Pero quién te dijo que eras emprendedor. Cristóbal Colón sí que fue emprendedor, cruzó navegando continentes enteros. Charles Darwin, acucioso observador, anotó cuanta cosa se movía en la naturaleza. Tomas Edison inventor del bombillo eléctrico, imagínense si este último caballero hubiese pensado, para qué seguir insistiendo si ya he probado más de 900 bombillos y ninguno prende; bueno, según cuentan, realizó más de 1000 intento y las fallas no las consideraba errores, sino formas de aprender cómo no se fabrica un bombillo.  ¡Genial! ¿verdad? Qué de común tuvieron estos personajes que pasaron a la historia como genialidades.   La curiosidad, el ímpetu, la pasión por sus convicciones, el creer en sí mismos más allá de cualquier convencionalismo.
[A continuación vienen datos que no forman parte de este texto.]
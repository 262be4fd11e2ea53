//! Application Context
//!
//! Shared state provided via Leptos Context API.

use gloo_timers::future::TimeoutFuture;
use leptos::prelude::*;
use leptos::task::spawn_local;

use crate::models::{Notice, NoticeKind};

/// How long a notice stays up
const NOTICE_MS: u32 = 4000;

/// App-wide signals provided via context
#[derive(Clone, Copy)]
pub struct AppContext {
    /// Trigger to reload the hierarchy from backend - read
    pub reload_trigger: ReadSignal<u32>,
    /// Trigger to reload the hierarchy from backend - write
    set_reload_trigger: WriteSignal<u32>,
    /// Current toast - read
    pub notice: ReadSignal<Option<Notice>>,
    /// Current toast - write
    set_notice: WriteSignal<Option<Notice>>,
    next_notice_id: StoredValue<u32>,
}

impl AppContext {
    pub fn new(
        reload_trigger: (ReadSignal<u32>, WriteSignal<u32>),
        notice: (ReadSignal<Option<Notice>>, WriteSignal<Option<Notice>>),
    ) -> Self {
        Self {
            reload_trigger: reload_trigger.0,
            set_reload_trigger: reload_trigger.1,
            notice: notice.0,
            set_notice: notice.1,
            next_notice_id: StoredValue::new(0),
        }
    }

    /// Trigger a reload of the hierarchy
    pub fn reload(&self) {
        self.set_reload_trigger.update(|v| *v += 1);
    }

    pub fn info(&self, message: impl Into<String>) {
        self.notify(NoticeKind::Info, message.into());
    }

    pub fn error(&self, message: impl Into<String>) {
        let message = message.into();
        web_sys::console::error_1(&format!("[APP] {}", message).into());
        self.notify(NoticeKind::Error, message);
    }

    pub fn dismiss(&self) {
        self.set_notice.set(None);
    }

    /// Show a notice that clears itself unless replaced in the meantime
    fn notify(&self, kind: NoticeKind, message: String) {
        let id = self.next_notice_id.get_value() + 1;
        self.next_notice_id.set_value(id);
        self.set_notice.set(Some(Notice { id, kind, message }));

        let set_notice = self.set_notice;
        spawn_local(async move {
            TimeoutFuture::new(NOTICE_MS).await;
            set_notice.update(|current| {
                if current.as_ref().is_some_and(|notice| notice.id == id) {
                    *current = None;
                }
            });
        });
    }
}
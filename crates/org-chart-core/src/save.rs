//! Reconciliation Pipeline
//!
//! Turns local edits into backend calls. Saving is split into
//! `begin_save` / `execute_plan` / `finish_save` so an event-driven host can
//! release its state borrow while the calls are in flight.

use std::collections::HashMap;

use serde::{Deserialize, Serialize};
use thiserror::Error;

use crate::backend::{DraftCreate, HierarchyBackend, PositionUpdate};
use crate::controller::ChartDesigner;
use crate::domain::{DomainError, DraftId, HierarchyItem, ItemId, NodeId};
use crate::store::GraphStore;
use crate::tree::{build_forest, flatten_forest};

#[derive(Debug, Clone, Copy, PartialEq, Eq)]
pub enum SaveStatus {
    Clean,
    Dirty,
    Saving,
    DirtyWithError,
}

#[derive(Debug, Clone, Copy, PartialEq, Eq, Serialize, Deserialize)]
#[serde(rename_all = "camelCase")]
pub enum DraftField {
    Name,
    Parent,
}

/// A draft field that blocks the save
#[derive(Debug, Clone, PartialEq, Eq, Serialize, Deserialize)]
#[serde(rename_all = "camelCase")]
pub struct ValidationIssue {
    pub draft: DraftId,
    pub field: DraftField,
    pub message: String,
}

#[derive(Debug, Clone, PartialEq, Eq, Error)]
pub enum SaveError {
    #[error("{} draft field(s) need attention", .0.len())]
    Validation(Vec<ValidationIssue>),
    #[error("a save is already in progress")]
    InProgress,
    #[error("save failed: {0}")]
    Backend(#[from] DomainError),
}

/// Everything one save will send
#[derive(Debug, Clone, PartialEq, Eq)]
pub struct SavePlan {
    /// Store generation the plan was taken at
    pub generation: u64,
    pub positions: Vec<PositionUpdate>,
    /// Parents before children
    pub drafts: Vec<DraftCreate>,
}

impl SavePlan {
    pub fn draft_ids(&self) -> Vec<DraftId> {
        self.drafts.iter().map(|draft| draft.draft_id).collect()
    }

    pub fn is_empty(&self) -> bool {
        self.positions.is_empty() && self.drafts.is_empty()
    }
}

#[derive(Debug, Clone, Default, PartialEq, Eq)]
pub struct SaveReport {
    pub updated: usize,
    pub created: Vec<HierarchyItem>,
}

#[derive(Debug, Clone, Default)]
pub(crate) struct SaveTracker {
    in_flight: bool,
    last_error: Option<SaveError>,
}

impl SaveTracker {
    pub(crate) fn clear_error(&mut self) {
        self.last_error = None;
    }

    /// Drop validation issues of one draft after it was edited or removed
    pub(crate) fn forget_draft(&mut self, id: DraftId) {
        if let Some(SaveError::Validation(issues)) = &mut self.last_error {
            issues.retain(|issue| issue.draft != id);
            if issues.is_empty() {
                self.last_error = None;
            }
        }
    }
}

/// Blank names and vanished parents, in draft order
pub fn validate_drafts(store: &GraphStore) -> Vec<ValidationIssue> {
    let mut issues = Vec::new();
    for draft in store.drafts() {
        if draft.name.trim().is_empty() {
            issues.push(ValidationIssue {
                draft: draft.id,
                field: DraftField::Name,
                message: "Name is required".to_string(),
            });
        }
        if let Some(parent) = draft.parent_id {
            if !store.contains(parent) {
                issues.push(ValidationIssue {
                    draft: draft.id,
                    field: DraftField::Parent,
                    message: format!("Parent {} no longer exists", parent),
                });
            }
        }
    }
    issues
}

fn build_plan(store: &GraphStore) -> SavePlan {
    let depths = store.anchored_depths();

    let positions = store
        .persisted()
        .map(|item| {
            let id = NodeId::Persisted(item.id);
            let position = store.position_of(id).unwrap_or_else(|| item.position());
            let level = depths
                .get(&id)
                .and_then(|depth| u32::try_from(*depth).ok())
                .filter(|depth| *depth != item.level);
            PositionUpdate { id: item.id, position_x: position.x, position_y: position.y, level }
        })
        .collect();

    let forest = build_forest(store.drafts());
    let drafts = flatten_forest(&forest)
        .into_iter()
        .map(|(draft, _)| {
            let position = store.position_of(NodeId::Draft(draft.id)).unwrap_or_else(|| draft.position());
            DraftCreate {
                draft_id: draft.id,
                name: draft.name.trim().to_string(),
                description: draft
                    .description
                    .as_deref()
                    .map(str::trim)
                    .filter(|text| !text.is_empty())
                    .map(str::to_string),
                parent_id: draft.parent_id,
                level: draft.level,
                position_x: position.x,
                position_y: position.y,
            }
        })
        .collect();

    SavePlan { generation: store.generation(), positions, drafts }
}

/// Issue the plan's calls, positions first
pub async fn execute_plan<B>(backend: &B, plan: &SavePlan) -> Result<Vec<HierarchyItem>, SaveError>
where
    B: HierarchyBackend + ?Sized,
{
    if !plan.positions.is_empty() {
        backend.bulk_update_positions(&plan.positions).await?;
    }
    if plan.drafts.is_empty() {
        return Ok(Vec::new());
    }
    let created = backend.bulk_create(&plan.drafts).await?;
    if created.len() != plan.drafts.len() {
        return Err(SaveError::Backend(DomainError::Internal(format!(
            "created {} items for {} drafts",
            created.len(),
            plan.drafts.len()
        ))));
    }
    Ok(created)
}

impl ChartDesigner {
    pub fn save_status(&self) -> SaveStatus {
        if self.save.in_flight {
            SaveStatus::Saving
        } else if !self.store.is_dirty() {
            SaveStatus::Clean
        } else if matches!(self.save.last_error, Some(SaveError::Backend(_))) {
            SaveStatus::DirtyWithError
        } else {
            SaveStatus::Dirty
        }
    }

    pub fn last_save_error(&self) -> Option<&SaveError> {
        self.save.last_error.as_ref()
    }

    /// Inline validation messages for one draft
    pub fn validation_issues_for(&self, id: DraftId) -> Vec<&ValidationIssue> {
        match &self.save.last_error {
            Some(SaveError::Validation(issues)) => issues.iter().filter(|issue| issue.draft == id).collect(),
            _ => Vec::new(),
        }
    }

    /// Validate and snapshot. `Ok(None)` means there is nothing to save.
    pub fn begin_save(&mut self) -> Result<Option<SavePlan>, SaveError> {
        if self.save.in_flight {
            return Err(SaveError::InProgress);
        }
        if !self.store.is_dirty() {
            log::debug!("save skipped, nothing changed");
            return Ok(None);
        }

        let issues = validate_drafts(&self.store);
        if !issues.is_empty() {
            log::warn!("save blocked by {} validation issue(s)", issues.len());
            let error = SaveError::Validation(issues);
            self.save.last_error = Some(error.clone());
            return Err(error);
        }

        let plan = build_plan(&self.store);
        self.save.in_flight = true;
        self.save.last_error = None;
        self.store.set_saving(true);
        log::info!(
            "saving {} positions and {} drafts (generation {})",
            plan.positions.len(),
            plan.drafts.len(),
            plan.generation
        );
        Ok(Some(plan))
    }

    /// Fold the backend result back into local state
    pub fn finish_save(
        &mut self,
        plan: &SavePlan,
        result: Result<Vec<HierarchyItem>, SaveError>,
    ) -> Result<SaveReport, SaveError> {
        self.save.in_flight = false;
        self.store.set_saving(false);

        let created = match result {
            Ok(created) => created,
            Err(error) => {
                log::warn!("{}", error);
                self.save.last_error = Some(error.clone());
                return Err(error);
            }
        };

        let saved = plan.draft_ids();
        let mapping: HashMap<DraftId, ItemId> = plan
            .drafts
            .iter()
            .zip(&created)
            .map(|(draft, item)| (draft.draft_id, item.id))
            .collect();

        self.store.remove_drafts(&saved);
        self.store.remap_draft_parents(&mapping);
        for id in &saved {
            let node = NodeId::Draft(*id);
            self.selection.retain(|selected| *selected != node);
            if self.focus == Some(node) {
                self.focus = None;
            }
        }

        if self.store.generation() == plan.generation {
            self.store.clear_moved();
        }
        self.store.settle();
        self.save.last_error = None;

        log::info!("save complete, {} created", created.len());
        Ok(SaveReport { updated: plan.positions.len(), created })
    }

    /// Run the whole pipeline against `backend`
    pub async fn save<B>(&mut self, backend: &B) -> Result<SaveReport, SaveError>
    where
        B: HierarchyBackend + ?Sized,
    {
        let Some(plan) = self.begin_save()? else {
            return Ok(SaveReport::default());
        };
        let result = execute_plan(backend, &plan).await;
        self.finish_save(&plan, result)
    }
}
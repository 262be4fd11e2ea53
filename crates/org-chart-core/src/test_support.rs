//! Shared fixtures for unit tests

use std::cell::{Cell, RefCell};

use async_trait::async_trait;

use crate::backend::{DraftCreate, HierarchyBackend, LoadFilter, ParentUpdate, PositionUpdate};
use crate::domain::{DomainError, DomainResult, HierarchyItem, ItemId, LoadedItem, NodeId};

pub fn loaded(id: u32, parent: Option<u32>, x: i32, y: i32) -> LoadedItem {
    LoadedItem::from(HierarchyItem {
        parent_id: parent.map(ItemId),
        level: u32::from(parent.is_some()),
        position_x: x,
        position_y: y,
        ..HierarchyItem::new(id, format!("Role {}", id))
    })
}

pub fn p(id: u32) -> NodeId {
    NodeId::Persisted(ItemId(id))
}

#[derive(Debug, Clone, PartialEq, Eq)]
pub enum Call {
    Load,
    UpdatePositions(Vec<PositionUpdate>),
    Create(Vec<DraftCreate>),
    UpdateParent(ParentUpdate),
    Delete(ItemId),
}

/// In-memory backend that records every call
#[derive(Default)]
pub struct RecordingBackend {
    items: Vec<HierarchyItem>,
    calls: RefCell<Vec<Call>>,
    fail_create: Cell<bool>,
    next_id: Cell<u32>,
}

impl RecordingBackend {
    pub fn with_items(items: Vec<HierarchyItem>) -> Self {
        Self { items, ..Default::default() }
    }

    pub fn fail_create(&self, fail: bool) {
        self.fail_create.set(fail);
    }

    /// Calls other than loads, in order
    pub fn calls(&self) -> Vec<Call> {
        self.calls
            .borrow()
            .iter()
            .filter(|call| **call != Call::Load)
            .cloned()
            .collect()
    }
}

#[async_trait(?Send)]
impl HierarchyBackend for RecordingBackend {
    async fn load(&self, _filter: &LoadFilter) -> DomainResult<Vec<LoadedItem>> {
        self.calls.borrow_mut().push(Call::Load);
        Ok(self.items.iter().cloned().map(LoadedItem::from).collect())
    }

    async fn bulk_update_positions(&self, updates: &[PositionUpdate]) -> DomainResult<()> {
        self.calls.borrow_mut().push(Call::UpdatePositions(updates.to_vec()));
        Ok(())
    }

    async fn bulk_create(&self, drafts: &[DraftCreate]) -> DomainResult<Vec<HierarchyItem>> {
        self.calls.borrow_mut().push(Call::Create(drafts.to_vec()));
        if self.fail_create.get() {
            return Err(DomainError::Internal("backend unavailable".to_string()));
        }
        Ok(drafts
            .iter()
            .map(|draft| {
                let id = 100 + self.next_id.get();
                self.next_id.set(self.next_id.get() + 1);
                HierarchyItem {
                    level: draft.level,
                    position_x: draft.position_x,
                    position_y: draft.position_y,
                    description: draft.description.clone(),
                    ..HierarchyItem::new(id, draft.name.clone())
                }
            })
            .collect())
    }

    async fn update_parent(&self, update: &ParentUpdate) -> DomainResult<()> {
        self.calls.borrow_mut().push(Call::UpdateParent(*update));
        Ok(())
    }

    async fn delete_item(&self, id: ItemId) -> DomainResult<()> {
        self.calls.borrow_mut().push(Call::Delete(id));
        Ok(())
    }
}
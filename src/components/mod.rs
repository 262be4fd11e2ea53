//! UI Components
//!
//! Reusable Leptos components.

mod chart_canvas;
mod chart_node;
mod chart_toolbar;
mod context_menu;
mod delete_confirm_button;
mod notice_bar;
mod properties_panel;

pub use chart_canvas::ChartCanvas;
pub use chart_node::ChartNode;
pub use chart_toolbar::ChartToolbar;
pub use context_menu::ContextMenuView;
pub use delete_confirm_button::DeleteConfirmButton;
pub use notice_bar::NoticeBar;
pub use properties_panel::PropertiesPanel;
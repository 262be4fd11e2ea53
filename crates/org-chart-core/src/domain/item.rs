//! Hierarchy Entities
//!
//! Persisted items mirror the backend; drafts exist only in memory until a
//! bulk create turns them into persisted items.

use serde::{Deserialize, Serialize};

use super::entity::Entity;
use super::node_id::{DraftId, ItemId, NodeId};

/// Canvas coordinates (integer pixels)
#[derive(Debug, Clone, Copy, Default, PartialEq, Eq, Hash, Serialize, Deserialize)]
pub struct Position {
    pub x: i32,
    pub y: i32,
}

impl Position {
    pub const ORIGIN: Position = Position { x: 0, y: 0 };

    pub fn new(x: i32, y: i32) -> Self {
        Self { x, y }
    }

    /// `(0, 0)` doubles as the "never positioned" sentinel
    pub fn is_origin(&self) -> bool {
        *self == Self::ORIGIN
    }

    pub fn offset(&self, dx: i32, dy: i32) -> Self {
        Self::new(self.x + dx, self.y + dy)
    }
}

/// A hierarchy node known to the backend
#[derive(Debug, Clone, PartialEq, Eq, Serialize, Deserialize)]
#[serde(rename_all = "camelCase")]
pub struct HierarchyItem {
    pub id: ItemId,
    pub name: String,
    pub description: Option<String>,
    /// Parent item ID (None = root level)
    pub parent_id: Option<ItemId>,
    /// Depth from a root, denormalized by the backend
    pub level: u32,
    /// Position within siblings (for ordering)
    pub sort_order: i32,
    pub position_x: i32,
    pub position_y: i32,
}

impl HierarchyItem {
    /// Create a new root item at the sentinel position
    pub fn new(id: u32, name: impl Into<String>) -> Self {
        Self {
            id: ItemId(id),
            name: name.into(),
            description: None,
            parent_id: None,
            level: 0,
            sort_order: 0,
            position_x: 0,
            position_y: 0,
        }
    }

    /// Create a new child item under a parent
    pub fn new_child(id: u32, name: impl Into<String>, parent: &HierarchyItem, sort_order: i32) -> Self {
        Self {
            parent_id: Some(parent.id),
            level: parent.level + 1,
            sort_order,
            ..Self::new(id, name)
        }
    }

    pub fn position(&self) -> Position {
        Position::new(self.position_x, self.position_y)
    }

    pub fn is_root(&self) -> bool {
        self.parent_id.is_none()
    }
}

impl Entity for HierarchyItem {
    type Id = ItemId;

    fn id(&self) -> Self::Id {
        self.id
    }
}

/// A hierarchy node created locally and not yet acknowledged by the backend
#[derive(Debug, Clone, PartialEq, Eq, Serialize, Deserialize)]
#[serde(rename_all = "camelCase")]
pub struct DraftItem {
    pub id: DraftId,
    pub name: String,
    pub description: Option<String>,
    /// May point at a persisted item or at another draft
    pub parent_id: Option<NodeId>,
    pub level: u32,
    pub position_x: i32,
    pub position_y: i32,
}

impl DraftItem {
    pub fn new(id: DraftId, parent_id: Option<NodeId>, level: u32, position: Position) -> Self {
        Self {
            id,
            name: String::new(),
            description: None,
            parent_id,
            level,
            position_x: position.x,
            position_y: position.y,
        }
    }

    pub fn position(&self) -> Position {
        Position::new(self.position_x, self.position_y)
    }

    pub fn set_position(&mut self, position: Position) {
        self.position_x = position.x;
        self.position_y = position.y;
    }
}

impl Entity for DraftItem {
    type Id = DraftId;

    fn id(&self) -> Self::Id {
        self.id
    }
}

/// A loaded item plus occupancy metadata computed by the backend
#[derive(Debug, Clone, PartialEq, Eq, Serialize, Deserialize)]
#[serde(rename_all = "camelCase")]
pub struct LoadedItem {
    #[serde(flatten)]
    pub item: HierarchyItem,
    #[serde(default)]
    pub child_count: Option<u32>,
    #[serde(default)]
    pub holder_count: Option<u32>,
}

impl From<HierarchyItem> for LoadedItem {
    fn from(item: HierarchyItem) -> Self {
        Self { item, child_count: None, holder_count: None }
    }
}

/// Borrowed view over either partition
#[derive(Debug, Clone, Copy, PartialEq, Eq)]
pub enum ChartItem<'a> {
    Persisted(&'a HierarchyItem),
    Draft(&'a DraftItem),
}

impl<'a> ChartItem<'a> {
    pub fn node_id(&self) -> NodeId {
        match self {
            ChartItem::Persisted(item) => NodeId::Persisted(item.id),
            ChartItem::Draft(draft) => NodeId::Draft(draft.id),
        }
    }

    pub fn parent(&self) -> Option<NodeId> {
        match self {
            ChartItem::Persisted(item) => item.parent_id.map(NodeId::Persisted),
            ChartItem::Draft(draft) => draft.parent_id,
        }
    }

    pub fn name(&self) -> &'a str {
        match self {
            ChartItem::Persisted(item) => &item.name,
            ChartItem::Draft(draft) => &draft.name,
        }
    }

    pub fn description(&self) -> Option<&'a str> {
        match self {
            ChartItem::Persisted(item) => item.description.as_deref(),
            ChartItem::Draft(draft) => draft.description.as_deref(),
        }
    }

    pub fn level(&self) -> u32 {
        match self {
            ChartItem::Persisted(item) => item.level,
            ChartItem::Draft(draft) => draft.level,
        }
    }

    pub fn position(&self) -> Position {
        match self {
            ChartItem::Persisted(item) => item.position(),
            ChartItem::Draft(draft) => draft.position(),
        }
    }
}
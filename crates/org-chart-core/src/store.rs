//! Graph State Store
//!
//! The single owner of what the canvas shows. Durable state is the flat
//! persisted snapshot plus the draft list; nodes and edges are kept merged,
//! persisted partition first, and re-derived on every structural change.

use std::collections::{BTreeSet, HashMap, HashSet};

use crate::config::LayoutConfig;
use crate::domain::{find_by_id, find_by_id_mut, ChartItem, DraftId, DraftItem, HierarchyItem, ItemId, LoadedItem, NodeId, Position};
use crate::layout::{layout, needs_auto_layout};
use crate::visual::{VisualEdge, VisualNode};

#[derive(Debug, Clone, Default)]
pub struct GraphStore {
    config: LayoutConfig,
    /// Last list received from the backend
    loaded: Vec<LoadedItem>,
    synced: bool,
    drafts: Vec<DraftItem>,
    nodes: Vec<VisualNode>,
    edges: Vec<VisualEdge>,
    dirty: bool,
    /// Bumped on every `mark_dirty`
    generation: u64,
    dragging: Option<NodeId>,
    /// Persisted nodes whose position changed since the last save
    moved: BTreeSet<ItemId>,
    next_draft: u32,
    saving: bool,
}
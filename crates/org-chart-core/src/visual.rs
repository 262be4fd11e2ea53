//! Canvas Visuals
//!
//! Nodes and edges as the canvas draws them. Both are derived from the flat
//! item lists; edges touching a draft are dashed and animated.

use serde::{Deserialize, Serialize};

use crate::domain::{DraftItem, LoadedItem, NodeId, Position};

/// Render data carried by a node
#[derive(Debug, Clone, PartialEq, Eq, Serialize, Deserialize)]
#[serde(rename_all = "camelCase")]
pub struct NodeData {
    pub name: String,
    pub description: Option<String>,
    pub level: u32,
    pub is_draft: bool,
    pub child_count: Option<u32>,
    pub holder_count: Option<u32>,
}

#[derive(Debug, Clone, PartialEq, Eq, Serialize, Deserialize)]
pub struct VisualNode {
    pub id: NodeId,
    pub position: Position,
    pub data: NodeData,
}

impl VisualNode {
    pub fn persisted(loaded: &LoadedItem, position: Position) -> Self {
        Self {
            id: NodeId::Persisted(loaded.item.id),
            position,
            data: NodeData {
                name: loaded.item.name.clone(),
                description: loaded.item.description.clone(),
                level: loaded.item.level,
                is_draft: false,
                child_count: loaded.child_count,
                holder_count: loaded.holder_count,
            },
        }
    }

    pub fn draft(draft: &DraftItem) -> Self {
        Self {
            id: NodeId::Draft(draft.id),
            position: draft.position(),
            data: Self::draft_data(draft),
        }
    }

    pub fn draft_data(draft: &DraftItem) -> NodeData {
        NodeData {
            name: draft.name.clone(),
            description: draft.description.clone(),
            level: draft.level,
            is_draft: true,
            child_count: None,
            holder_count: None,
        }
    }
}

#[derive(Debug, Clone, Copy, PartialEq, Eq, Serialize, Deserialize)]
#[serde(rename_all = "camelCase")]
pub enum EdgeStyle {
    Solid,
    DashedAnimated,
}

#[derive(Debug, Clone, PartialEq, Eq, Serialize, Deserialize)]
pub struct VisualEdge {
    pub id: String,
    pub source: NodeId,
    pub target: NodeId,
    pub style: EdgeStyle,
}

impl VisualEdge {
    /// Edge from `parent` down to `child`
    pub fn between(parent: NodeId, child: NodeId) -> Self {
        let style = if parent.is_draft() || child.is_draft() {
            EdgeStyle::DashedAnimated
        } else {
            EdgeStyle::Solid
        };
        Self {
            id: format!("e-{}-{}", parent, child),
            source: parent,
            target: child,
            style,
        }
    }

    pub fn touches(&self, id: NodeId) -> bool {
        self.source == id || self.target == id
    }

    pub fn touches_draft(&self) -> bool {
        self.source.is_draft() || self.target.is_draft()
    }
}

#[cfg(test)]
mod tests {
    use super::*;
    use crate::domain::{DraftId, ItemId};

    #[test]
    fn test_edge_style_follows_drafts() {
        let a = NodeId::Persisted(ItemId(1));
        let b = NodeId::Persisted(ItemId(2));
        let d = NodeId::Draft(DraftId(1));

        let solid = VisualEdge::between(a, b);
        assert_eq!(solid.style, EdgeStyle::Solid);
        assert_eq!(solid.id, "e-item-1-item-2");

        assert_eq!(VisualEdge::between(a, d).style, EdgeStyle::DashedAnimated);
        assert_eq!(VisualEdge::between(d, a).style, EdgeStyle::DashedAnimated);
        assert!(VisualEdge::between(a, d).touches(d));
        assert!(!solid.touches(d));
    }
}
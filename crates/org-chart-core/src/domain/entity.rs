//! Domain Layer - Core Entity Trait
//!
//! This trait defines the basic contract for hierarchy entities.

use serde::{Deserialize, Serialize};
use thiserror::Error;

/// Core trait for all domain entities
pub trait Entity: Sized + Clone {
    /// The type of the entity's unique identifier
    type Id: Copy + Eq + std::hash::Hash;

    /// Returns the entity's unique identifier
    fn id(&self) -> Self::Id;
}

/// Find an entity by id in a flat list
pub fn find_by_id<T: Entity>(list: &[T], id: T::Id) -> Option<&T> {
    list.iter().find(|entity| entity.id() == id)
}

/// Find an entity by id in a flat list, mutably
pub fn find_by_id_mut<T: Entity>(list: &mut [T], id: T::Id) -> Option<&mut T> {
    list.iter_mut().find(|entity| entity.id() == id)
}

/// Common result type for backend operations
pub type DomainResult<T> = Result<T, DomainError>;

/// Errors reported by the hierarchy backend.
///
/// Serializable so that they survive the IPC hop between host and UI.
#[derive(Debug, Clone, PartialEq, Eq, Serialize, Deserialize, Error)]
pub enum DomainError {
    #[error("Not found: {0}")]
    NotFound(String),
    #[error("Invalid input: {0}")]
    InvalidInput(String),
    #[error("Conflict: {0}")]
    Conflict(String),
    #[error("Internal error: {0}")]
    Internal(String),
}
Me gustaría invitarle a que descubra cuán emprendedor o emprendedora es usted, con cuánta facilidad se fija en detalles que otros no perciben, visualiza negocios posibles donde otros lo consideran una locura, cuál es su propensión a asumir riesgos (referentes al dinero o eventos de su quehacer diario), es capaz de venderle a una misma persona dos yunques, siempre está donde nadie lo ha llamado, o su madre muy gentilmente le ha preguntado recientemente y ahora en qué andas metido.  Si se está sonriendo es porque seguro es una persona bastante emprendedora.

Lo interesante es cómo traducir ese valor conceptual en negocios concretos, en dinero constante y sonante. No hay regla de oro pero he aquí algunas consideraciones que le pueden resultar útiles.

1. En qué me considero realmente “bueno”,  soy buen vendedor, soy excelente cocinando, me gusta la orfebrería, soy experto albañil, etc. Usted puede elaborar una lista de las siete cosas que mejor sabe hacer y las pone en orden de importancia.  Ese es un buen paso inicial. 

2. Si tuviera que montar un negocio, en cuál me veo operando. 

3. Si hoy pudiese ofrecer algún producto o servicio a quién se lo vendería.

4. Si tuviese que comprar alguna máquina o insumos para empezar, los puedo comprar con mis recursos propios o tendría que buscar un socio (recordemos a Cristóbal Colón y las joyas de la reina).  

Los seres humanos nos complicamos la vida tanto como queremos, se dice que el dinero es una invención del hombre y que está ahí en el sistema, lo interesante es cómo capturarlo con sabiduría, astucia y prudencia a la vez.  

Volviendo al ejemplo del niño con ganas de pintar, la educación, el conocimiento  son herramientas fundamentales, de ahí la importancia de leer, de nutrirse de las experiencias de otros, de tal manera que esa curiosidad de niños jamás la perdamos, ese deseo de aprender, de aspirar siempre a la excelencia, de proponer soluciones y de ser asertivos en nuestras decisiones.

La mayor fuente de emprendimiento es la disconformidad. No estoy conforme con algo que considero debe mejorarse, entonces propongo una solución creativa. No estoy conforme con mi actual trabajo, porque siento que puedo dar más y no estoy desarrollando mi potencial por completo, entonces o busco un nuevo trabajo más atractivo (en remuneración y calidad de vida) o decido emprender un negocio por cuenta propia.

Es común escuchar  “a mí no me gusta trabajar para otros”, “estoy cansado del 15 y último”, “lo mejor es disponer uno de su tiempo sin horarios”. Pues bien, no conozco todavía a un emprendedor que no trabaje para “alguien” más, que no distribuya sus ingresos en “salario” y re –inversión en el negocio y, de paso, muchos ya no tienen tiempo ni para sus propias vacaciones. Entonces el emprendimiento obviamente que potencia al máximo las capacidades empresariales, organizativas, distribución de roles y responsabilidades, desarrollar el arte de la venta (más difícil aún cuando al emprendedor le da pena o no le gusta cobrar!). Pero eso es, un mundo fascinante de descubrirse a sí mismo en sus fortalezas y debilidades, y con todo ese bagaje y experiencias acumuladas,  seguir adelante. ¡Le felicito si ya tuvo el Valor de Emprender!